The Kerala HC admits that there have been many cases of marriages across religious divides but the courts have had no trouble accepting them. What stumps the court is not that Hadiya converted to Islam for love — for that would be understandable as a purely utilitarian choice — but out of piety. It clings to the only frame available to comprehend Islamic piety — radicalisation and extremism. Its “inquisitive mind” worries if any radical organisations have been behind her interest in Islam; it censures the police for not investigating two people Hadiya was in touch with despite “clear indications that the said persons are persons involved in the study of Muslim religion”. The husband’s Facebook posts “unmistakably show his radical inclination”, according to the court.

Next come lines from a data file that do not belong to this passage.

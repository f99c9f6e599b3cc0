use crate::{
    AppState,
    error::{ApiError, ErrorBody, OrFail},
    models::{
        self, Content, ContentFilter, ContentPatch, DeleteResponse, NewContent, NewProduct,
        PresignedUrlRequest, PresignedUrlResponse, Product, ProductPatch,
    },
    storage::{media_object_key, validate_upload},
};
use axum::{
    Json,
    extract::{
        Path, Query, State,
        rejection::{JsonRejection, PathRejection, QueryRejection},
    },
    http::StatusCode,
};
use serde::Deserialize;
use utoipa::IntoParams;

/// SectionFilter
///
/// Query parameters of the page-scoped public content feed.
#[derive(Debug, Default, Deserialize, IntoParams)]
#[into_params(parameter_in = Query)]
pub struct SectionFilter {
    pub section: Option<String>,
}

// --- Public Read API ---

/// get_public_products
///
/// [Public Route] Active products only. The whole table is fetched and filtered in
/// process.
#[utoipa::path(
    get,
    path = "/api/public/products",
    responses(
        (status = 200, description = "Active products", body = [Product]),
        (status = 500, description = "Failed", body = ErrorBody)
    )
)]
pub async fn get_public_products(
    State(state): State<AppState>,
) -> Result<Json<Vec<Product>>, ApiError> {
    let products = state
        .repo
        .list_products()
        .await
        .or_fail("Failed to fetch products")?;
    Ok(Json(models::active_products(products)))
}

/// get_public_content
///
/// [Public Route] Active content, optionally narrowed to one page and/or section.
#[utoipa::path(
    get,
    path = "/api/public/content",
    params(ContentFilter),
    responses(
        (status = 200, description = "Active content", body = [Content]),
        (status = 500, description = "Failed", body = ErrorBody)
    )
)]
pub async fn get_public_content(
    State(state): State<AppState>,
    filter: Result<Query<ContentFilter>, QueryRejection>,
) -> Result<Json<Vec<Content>>, ApiError> {
    let Query(filter) = filter.or_fail("Failed to fetch content")?;
    let content = state
        .repo
        .list_content()
        .await
        .or_fail("Failed to fetch content")?;
    Ok(Json(filter.apply(content)))
}

/// get_public_page_content
///
/// [Public Route] Active content of a single page, optionally one section of it.
#[utoipa::path(
    get,
    path = "/api/public/content/{page}",
    params(("page" = String, Path, description = "Page key, e.g. home"), SectionFilter),
    responses(
        (status = 200, description = "Active content of the page", body = [Content]),
        (status = 500, description = "Failed", body = ErrorBody)
    )
)]
pub async fn get_public_page_content(
    State(state): State<AppState>,
    page: Result<Path<String>, PathRejection>,
    section: Result<Query<SectionFilter>, QueryRejection>,
) -> Result<Json<Vec<Content>>, ApiError> {
    let Path(page) = page.or_fail("Failed to fetch page content")?;
    let Query(SectionFilter { section }) = section.or_fail("Failed to fetch page content")?;
    let filter = ContentFilter {
        page: Some(page),
        section,
    };
    let content = state
        .repo
        .list_content()
        .await
        .or_fail("Failed to fetch page content")?;
    Ok(Json(filter.apply(content)))
}

/// preflight
///
/// [Public Route] Answers `OPTIONS` on the public feeds; the CORS layer adds the headers.
pub async fn preflight() -> StatusCode {
    StatusCode::OK
}

// --- Admin API: Products ---

/// list_products
///
/// [Admin Route] Every product, whatever its status, newest first.
#[utoipa::path(
    get,
    path = "/api/products",
    responses(
        (status = 200, description = "All products", body = [Product]),
        (status = 500, description = "Failed", body = ErrorBody)
    )
)]
pub async fn list_products(State(state): State<AppState>) -> Result<Json<Vec<Product>>, ApiError> {
    let products = state
        .repo
        .list_products()
        .await
        .or_fail("Failed to fetch products")?;
    Ok(Json(products))
}

/// create_product
///
/// [Admin Route] Inserts a product; `status` defaults to "active".
#[utoipa::path(
    post,
    path = "/api/products",
    request_body = NewProduct,
    responses(
        (status = 201, description = "Created", body = Product),
        (status = 500, description = "Failed", body = ErrorBody)
    )
)]
pub async fn create_product(
    State(state): State<AppState>,
    payload: Result<Json<NewProduct>, JsonRejection>,
) -> Result<(StatusCode, Json<Product>), ApiError> {
    let Json(input) = payload.or_fail("Failed to create product")?;
    let product = state
        .repo
        .create_product(input)
        .await
        .or_fail("Failed to create product")?;
    tracing::info!(product_id = product.id, "product created");
    Ok((StatusCode::CREATED, Json(product)))
}

/// update_product
///
/// [Admin Route] Partial update; omitted fields keep their stored values.
#[utoipa::path(
    put,
    path = "/api/products/{id}",
    params(("id" = i64, Path, description = "Product ID")),
    request_body = ProductPatch,
    responses(
        (status = 200, description = "Updated", body = Product),
        (status = 500, description = "Failed", body = ErrorBody)
    )
)]
pub async fn update_product(
    State(state): State<AppState>,
    id: Result<Path<i64>, PathRejection>,
    payload: Result<Json<ProductPatch>, JsonRejection>,
) -> Result<Json<Product>, ApiError> {
    let Path(id) = id.or_fail("Failed to update product")?;
    let Json(patch) = payload.or_fail("Failed to update product")?;
    let product = state
        .repo
        .update_product(id, patch)
        .await
        .or_fail("Failed to update product")?;
    tracing::info!(product_id = id, "product updated");
    Ok(Json(product))
}

/// delete_product
///
/// [Admin Route] Deletes by id and echoes the remote success flag. No existence check.
#[utoipa::path(
    delete,
    path = "/api/products/{id}",
    params(("id" = i64, Path, description = "Product ID")),
    responses(
        (status = 200, description = "Remote success flag", body = DeleteResponse),
        (status = 500, description = "Failed", body = ErrorBody)
    )
)]
pub async fn delete_product(
    State(state): State<AppState>,
    id: Result<Path<i64>, PathRejection>,
) -> Result<Json<DeleteResponse>, ApiError> {
    let Path(id) = id.or_fail("Failed to delete product")?;
    let success = state
        .repo
        .delete_product(id)
        .await
        .or_fail("Failed to delete product")?;
    tracing::info!(product_id = id, success, "product delete issued");
    Ok(Json(DeleteResponse { success }))
}

// --- Admin API: Content ---

/// list_content
///
/// [Admin Route] Every content row, ordered by page then section.
#[utoipa::path(
    get,
    path = "/api/content",
    responses(
        (status = 200, description = "All content", body = [Content]),
        (status = 500, description = "Failed", body = ErrorBody)
    )
)]
pub async fn list_content(State(state): State<AppState>) -> Result<Json<Vec<Content>>, ApiError> {
    let content = state
        .repo
        .list_content()
        .await
        .or_fail("Failed to fetch content")?;
    Ok(Json(content))
}

/// create_content
#[utoipa::path(
    post,
    path = "/api/content",
    request_body = NewContent,
    responses(
        (status = 201, description = "Created", body = Content),
        (status = 500, description = "Failed", body = ErrorBody)
    )
)]
pub async fn create_content(
    State(state): State<AppState>,
    payload: Result<Json<NewContent>, JsonRejection>,
) -> Result<(StatusCode, Json<Content>), ApiError> {
    let Json(input) = payload.or_fail("Failed to create content")?;
    let content = state
        .repo
        .create_content(input)
        .await
        .or_fail("Failed to create content")?;
    tracing::info!(content_id = content.id, page = %content.page, "content created");
    Ok((StatusCode::CREATED, Json(content)))
}

/// update_content
#[utoipa::path(
    put,
    path = "/api/content/{id}",
    params(("id" = i64, Path, description = "Content ID")),
    request_body = ContentPatch,
    responses(
        (status = 200, description = "Updated", body = Content),
        (status = 500, description = "Failed", body = ErrorBody)
    )
)]
pub async fn update_content(
    State(state): State<AppState>,
    id: Result<Path<i64>, PathRejection>,
    payload: Result<Json<ContentPatch>, JsonRejection>,
) -> Result<Json<Content>, ApiError> {
    let Path(id) = id.or_fail("Failed to update content")?;
    let Json(patch) = payload.or_fail("Failed to update content")?;
    let content = state
        .repo
        .update_content(id, patch)
        .await
        .or_fail("Failed to update content")?;
    tracing::info!(content_id = id, "content updated");
    Ok(Json(content))
}

// --- Admin API: Media ---

/// create_upload
///
/// [Admin Route] Issues a presigned PUT URL for one image, so the browser uploads
/// straight to the media bucket.
#[utoipa::path(
    post,
    path = "/api/upload",
    request_body = PresignedUrlRequest,
    responses(
        (status = 200, description = "Signed upload", body = PresignedUrlResponse),
        (status = 500, description = "Failed", body = ErrorBody)
    )
)]
pub async fn create_upload(
    State(state): State<AppState>,
    payload: Result<Json<PresignedUrlRequest>, JsonRejection>,
) -> Result<Json<PresignedUrlResponse>, ApiError> {
    let Json(request) = payload.or_fail("Failed to upload file")?;
    validate_upload(&request.file_type, request.size).or_fail("Failed to upload file")?;

    let object_key = media_object_key(&request.filename);
    let upload_url = state
        .storage
        .get_presigned_upload_url(&object_key, &request.file_type, request.size)
        .await
        .or_fail("Failed to upload file")?;

    Ok(Json(PresignedUrlResponse {
        upload_url,
        public_url: state.storage.public_url(&object_key),
        resource_key: object_key,
    }))
}
use crate::{AppState, handlers, pages};
use axum::{
    Router,
    http::{HeaderValue, Method, header},
    routing::get,
};
use tower_http::{
    cors::{Any, CorsLayer},
    set_header::SetResponseHeaderLayer,
};

/// Public Router Module
///
/// Storefront pages plus the read-only feeds used by the storefront and by third-party
/// sites. The feeds only ever return rows whose status is "active".
pub fn public_routes() -> Router<AppState> {
    Router::new()
        // GET /health
        // Liveness probe for load balancers.
        .route("/health", get(|| async { "ok" }))
        // --- Pages ---
        .route("/", get(pages::home))
        .route("/about", get(pages::about))
        .route("/services", get(pages::services))
        .route("/contact", get(pages::contact))
        .route("/login", get(pages::login))
        .route("/sign-in", get(pages::sign_in))
        .route("/sign-in/{*rest}", get(pages::sign_in))
        .merge(public_feed_routes())
}

/// Public read API.
///
/// Any origin may read these feeds; the CORS layer answers with
/// `Access-Control-Allow-Origin: *`, including on failures. The allowed methods and
/// headers are repeated on every response, not only on preflight.
pub fn public_feed_routes() -> Router<AppState> {
    let cors = CorsLayer::new()
        .allow_origin(Any)
        .allow_methods([Method::GET, Method::OPTIONS])
        .allow_headers([header::CONTENT_TYPE]);

    Router::new()
        // GET /api/public/products
        .route(
            "/api/public/products",
            get(handlers::get_public_products).options(handlers::preflight),
        )
        // GET /api/public/content?page=...&section=...
        .route(
            "/api/public/content",
            get(handlers::get_public_content).options(handlers::preflight),
        )
        // GET /api/public/content/{page}?section=...
        .route(
            "/api/public/content/{page}",
            get(handlers::get_public_page_content).options(handlers::preflight),
        )
        .layer(cors)
        .layer(SetResponseHeaderLayer::if_not_present(
            header::ACCESS_CONTROL_ALLOW_METHODS,
            HeaderValue::from_static("GET, OPTIONS"),
        ))
        .layer(SetResponseHeaderLayer::if_not_present(
            header::ACCESS_CONTROL_ALLOW_HEADERS,
            HeaderValue::from_static("content-type"),
        ))
}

His past links with the SDPI (not banned, but regularly referred to as being connected to the banned SIMI), his employment in West Asia, an old criminal case arising out a dispute with a rival youth organisation and the arrest of a former SDPI member by the NIA though unconnected to him, summon all the tropes familiar to us in terror cases: Vagueness of charges, nebulous conspiracies, criminalisation for political affiliations or just simply public expression of faith. It is interesting that Hadiya’s father’s first habeas corpus petition alleging that she was in the illegal custody of her friends and their fathers was dismissed. A second petition claiming that she would be transported to Syria to join ISIS by extremist organisations that had forcibly converted her was treated more favourably.

The Supreme Court has ordered the country’s premier anti-terror agency, NIA, to unearth the “truth”. The apex court may or may not overrule the high court but its choice of the agency tells us the extent to which a woman’s turn to Islam can only be interpreted in the legal matrix of terrorism.